Householders used arish as a storage space for grain, vegetables, and fruits. There were two large bins for storing food inside the house. One was placed under the bed and the other one under the floor. Every month the owner of the house would go with his servants to fill these bins with fresh produce.
In addition to eating food grown at home, Egyptians also enjoyed meals at restaurants.

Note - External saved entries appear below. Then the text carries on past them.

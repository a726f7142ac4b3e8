//! Per-participant interval tracking.
//!
//! A [`Participant`] records when a member was present in the call, under which
//! mute/deafen status, and when they were streaming. Intervals are kept in the
//! order they were opened and never overlap within a dimension.

use chrono::{DateTime, Duration, Utc};
use serde::{Deserialize, Serialize};

use crate::session::SessionError;
use crate::types::{UserId, VoiceStatus};

/// A closed or still-open time range.
#[derive(Debug, Clone, Copy, PartialEq, Eq, Serialize, Deserialize)]
pub struct Interval {
    pub start: DateTime<Utc>,
    /// `None` while the interval is open.
    #[serde(default, skip_serializing_if = "Option::is_none")]
    pub end: Option<DateTime<Utc>>,
}

impl Interval {
    const fn open(start: DateTime<Utc>) -> Self {
        Self { start, end: None }
    }

    pub const fn is_open(&self) -> bool {
        self.end.is_none()
    }

    /// End of the interval, treating an open interval as ending at `now`.
    pub fn end_or(&self, now: DateTime<Utc>) -> DateTime<Utc> {
        self.end.unwrap_or(now).max(self.start)
    }

    pub fn duration(&self, now: DateTime<Utc>) -> Duration {
        self.end_or(now) - self.start
    }
}

/// A presence interval tagged with the status the member had during it.
#[derive(Debug, Clone, Copy, PartialEq, Eq, Serialize, Deserialize)]
pub struct PresenceInterval {
    pub interval: Interval,
    pub status: VoiceStatus,
}

/// A participant's presence, status, and streaming history within one session.
#[derive(Debug, Clone, PartialEq, Eq)]
pub struct Participant {
    id: UserId,
    display_name: String,
    present: bool,
    last_transition: Option<DateTime<Utc>>,
    accumulated: Duration,
    presence: Vec<PresenceInterval>,
    streaming: Vec<Interval>,
}

impl Participant {
    pub fn new(id: UserId, display_name: impl Into<String>) -> Self {
        Self {
            id,
            display_name: display_name.into(),
            present: false,
            last_transition: None,
            accumulated: Duration::zero(),
            presence: Vec::new(),
            streaming: Vec::new(),
        }
    }

    pub const fn id(&self) -> UserId {
        self.id
    }

    pub fn display_name(&self) -> &str {
        &self.display_name
    }

    pub const fn is_present(&self) -> bool {
        self.present
    }

    pub fn is_streaming(&self) -> bool {
        self.streaming.last().is_some_and(Interval::is_open)
    }

    pub fn has_streamed(&self) -> bool {
        !self.streaming.is_empty()
    }

    pub fn presence_intervals(&self) -> &[PresenceInterval] {
        &self.presence
    }

    pub fn streaming_intervals(&self) -> &[Interval] {
        &self.streaming
    }

    /// Status tag of the currently open presence interval.
    pub fn current_status(&self) -> Option<VoiceStatus> {
        self.presence
            .last()
            .filter(|p| p.interval.is_open())
            .map(|p| p.status)
    }

    /// Opens a presence interval tagged with `status`.
    pub fn mark_present(
        &mut self,
        now: DateTime<Utc>,
        status: VoiceStatus,
    ) -> Result<(), SessionError> {
        if self.present {
            return Err(self.invalid("participant is already present"));
        }
        if let Some(last) = self.presence.last() {
            if now < last.interval.end_or(last.interval.start) {
                return Err(self.invalid("join precedes the previous leave"));
            }
        }

        self.present = true;
        self.last_transition = Some(now);
        self.presence.push(PresenceInterval {
            interval: Interval::open(now),
            status,
        });
        Ok(())
    }

    /// Re-tags presence with a new mute/deafen status.
    ///
    /// Unchanged status is a no-op. Otherwise the open interval is closed at
    /// `now` and a new one opened with `status`; `present` is unaffected.
    pub fn update_status(
        &mut self,
        now: DateTime<Utc>,
        status: VoiceStatus,
    ) -> Result<(), SessionError> {
        if !self.present {
            return Err(self.invalid("status update for an absent participant"));
        }
        if self.current_status() == Some(status) {
            return Ok(());
        }

        self.close_presence(now)?;
        self.last_transition = Some(now);
        self.presence.push(PresenceInterval {
            interval: Interval::open(now),
            status,
        });
        Ok(())
    }

    /// Closes the open presence interval and marks the participant absent.
    pub fn mark_absent(&mut self, now: DateTime<Utc>) -> Result<(), SessionError> {
        if !self.present {
            return Err(self.invalid("participant is not present"));
        }

        self.close_presence(now)?;
        self.present = false;
        self.last_transition = Some(now);
        Ok(())
    }

    /// Marks the participant absent and ends any open stream at `now`.
    ///
    /// Nothing changes unless both intervals can be closed.
    pub fn leave(&mut self, now: DateTime<Utc>) -> Result<(), SessionError> {
        if !self.present {
            return Err(self.invalid("participant is not present"));
        }
        if self
            .presence
            .last()
            .is_some_and(|p| p.interval.is_open() && now < p.interval.start)
        {
            return Err(self.invalid("leave precedes the join"));
        }
        if self.streaming.last().is_some_and(|s| s.is_open() && now < s.start) {
            return Err(self.invalid("leave precedes the stream start"));
        }

        if self.is_streaming() {
            self.mark_streaming_end(now)?;
        }
        self.mark_absent(now)
    }

    pub fn mark_streaming_start(&mut self, now: DateTime<Utc>) -> Result<(), SessionError> {
        if self.is_streaming() {
            return Err(self.invalid("participant is already streaming"));
        }
        if self.streaming.last().is_some_and(|last| now < last.end_or(last.start)) {
            return Err(self.invalid("stream start precedes the previous stream end"));
        }
        self.streaming.push(Interval::open(now));
        Ok(())
    }

    pub fn mark_streaming_end(&mut self, now: DateTime<Utc>) -> Result<(), SessionError> {
        let invalid_start = self.invalid("stream end precedes its start");
        let not_streaming = self.invalid("participant is not streaming");
        match self.streaming.last_mut() {
            Some(open) if open.is_open() => {
                if now < open.start {
                    return Err(invalid_start);
                }
                open.end = Some(now);
                Ok(())
            }
            _ => Err(not_streaming),
        }
    }

    /// Total time present, including the open interval up to `now`.
    pub fn elapsed_present_duration(&self, now: DateTime<Utc>) -> Duration {
        match (self.present, self.last_transition) {
            (true, Some(since)) if now > since => self.accumulated + (now - since),
            _ => self.accumulated,
        }
    }

    fn close_presence(&mut self, now: DateTime<Utc>) -> Result<(), SessionError> {
        let precedes = self.invalid("transition precedes the open interval");
        let Some(open) = self.presence.last_mut().filter(|p| p.interval.is_open()) else {
            return Err(SessionError::InvalidTransition {
                participant: Some(self.id),
                reason: "present without an open interval",
            });
        };
        if now < open.interval.start {
            return Err(precedes);
        }
        open.interval.end = Some(now);
        self.accumulated += now - open.interval.start;
        Ok(())
    }

    const fn invalid(&self, reason: &'static str) -> SessionError {
        SessionError::InvalidTransition {
            participant: Some(self.id),
            reason,
        }
    }
}


#[cfg(test)]
mod proptests {
    use super::*;
    use chrono::TimeZone;
    use proptest::prelude::*;

    #[derive(Debug, Clone)]
    enum Step {
        Join(VoiceStatus),
        Update(VoiceStatus),
        Leave,
    }

    fn arb_status() -> impl Strategy<Value = VoiceStatus> {
        (any::<bool>(), any::<bool>()).prop_map(|(mute, deaf)| VoiceStatus::new(mute, deaf))
    }

    fn arb_step() -> impl Strategy<Value = Step> {
        prop_oneof![
            arb_status().prop_map(Step::Join),
            arb_status().prop_map(Step::Update),
            Just(Step::Leave),
        ]
    }

    fn base() -> DateTime<Utc> {
        Utc.with_ymd_and_hms(2025, 3, 1, 0, 0, 0)
            .single()
            .expect("valid test timestamp")
    }

    proptest! {
        #[test]
        fn elapsed_matches_interval_sum_and_is_monotonic(
            steps in proptest::collection::vec((arb_step(), 0i64..600), 0..40),
            samples in proptest::collection::vec(0i64..3600, 1..8),
        ) {
            let mut p = Participant::new(UserId::new(1).unwrap(), "p");
            let mut now = base();
            for (step, gap) in steps {
                now += Duration::seconds(gap);
                // Out-of-order steps are rejected and leave the record untouched.
                let _ = match step {
                    Step::Join(status) => p.mark_present(now, status),
                    Step::Update(status) => p.update_status(now, status),
                    Step::Leave => p.mark_absent(now),
                };
            }

            let mut samples: Vec<_> = samples.into_iter().map(|s| now + Duration::seconds(s)).collect();
            samples.sort();

            let mut previous = Duration::zero();
            for at in samples {
                let expected: Duration = p
                    .presence_intervals()
                    .iter()
                    .map(|i| i.interval.duration(at))
                    .fold(Duration::zero(), |acc, d| acc + d);
                let elapsed = p.elapsed_present_duration(at);
                prop_assert_eq!(elapsed, expected);
                prop_assert!(elapsed >= previous);
                previous = elapsed;
            }

            prop_assert_eq!(
                p.is_present(),
                p.presence_intervals().last().is_some_and(|i| i.interval.is_open())
            );
        }
    }
}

It was constructed by slaves. They are currently constructing it. There are three Dubais, all of which are spinning around each other. Every evening, hundreds of thousands of young men are bused from their construction sites to a large concrete wasteland an hour outside of town, where they are quarantined. Any man who tests positive for HIV is denied employment in Dubai and sent home.
There are no hospitals in Dubai. If you need medical care, you must go to one of the few Western countries that do business with Dubai - Britain, America, or Israel. The only reason any Dubaian has ever seen a doctor is if he is employed by a company that has a contract with a national hospital system.
Slaves are required to work 14 hours a day, seven days a week. When they call out sick, there are never any sick days saved up. A healthy slave will work until he dies at 50 years old. Slaves are not paid, but they do receive food and shelter. The higher up on the corporate ladder you are, the better your life here: five-star hotels, electronics, cars... everything is provided for you. Just don't ask questions.
The people who live in Dubai come from all over the world. There are Filipino maids, Indonesian cooks, Nigerian drivers... everyone works long hours for little money. The average age of a slave is 22.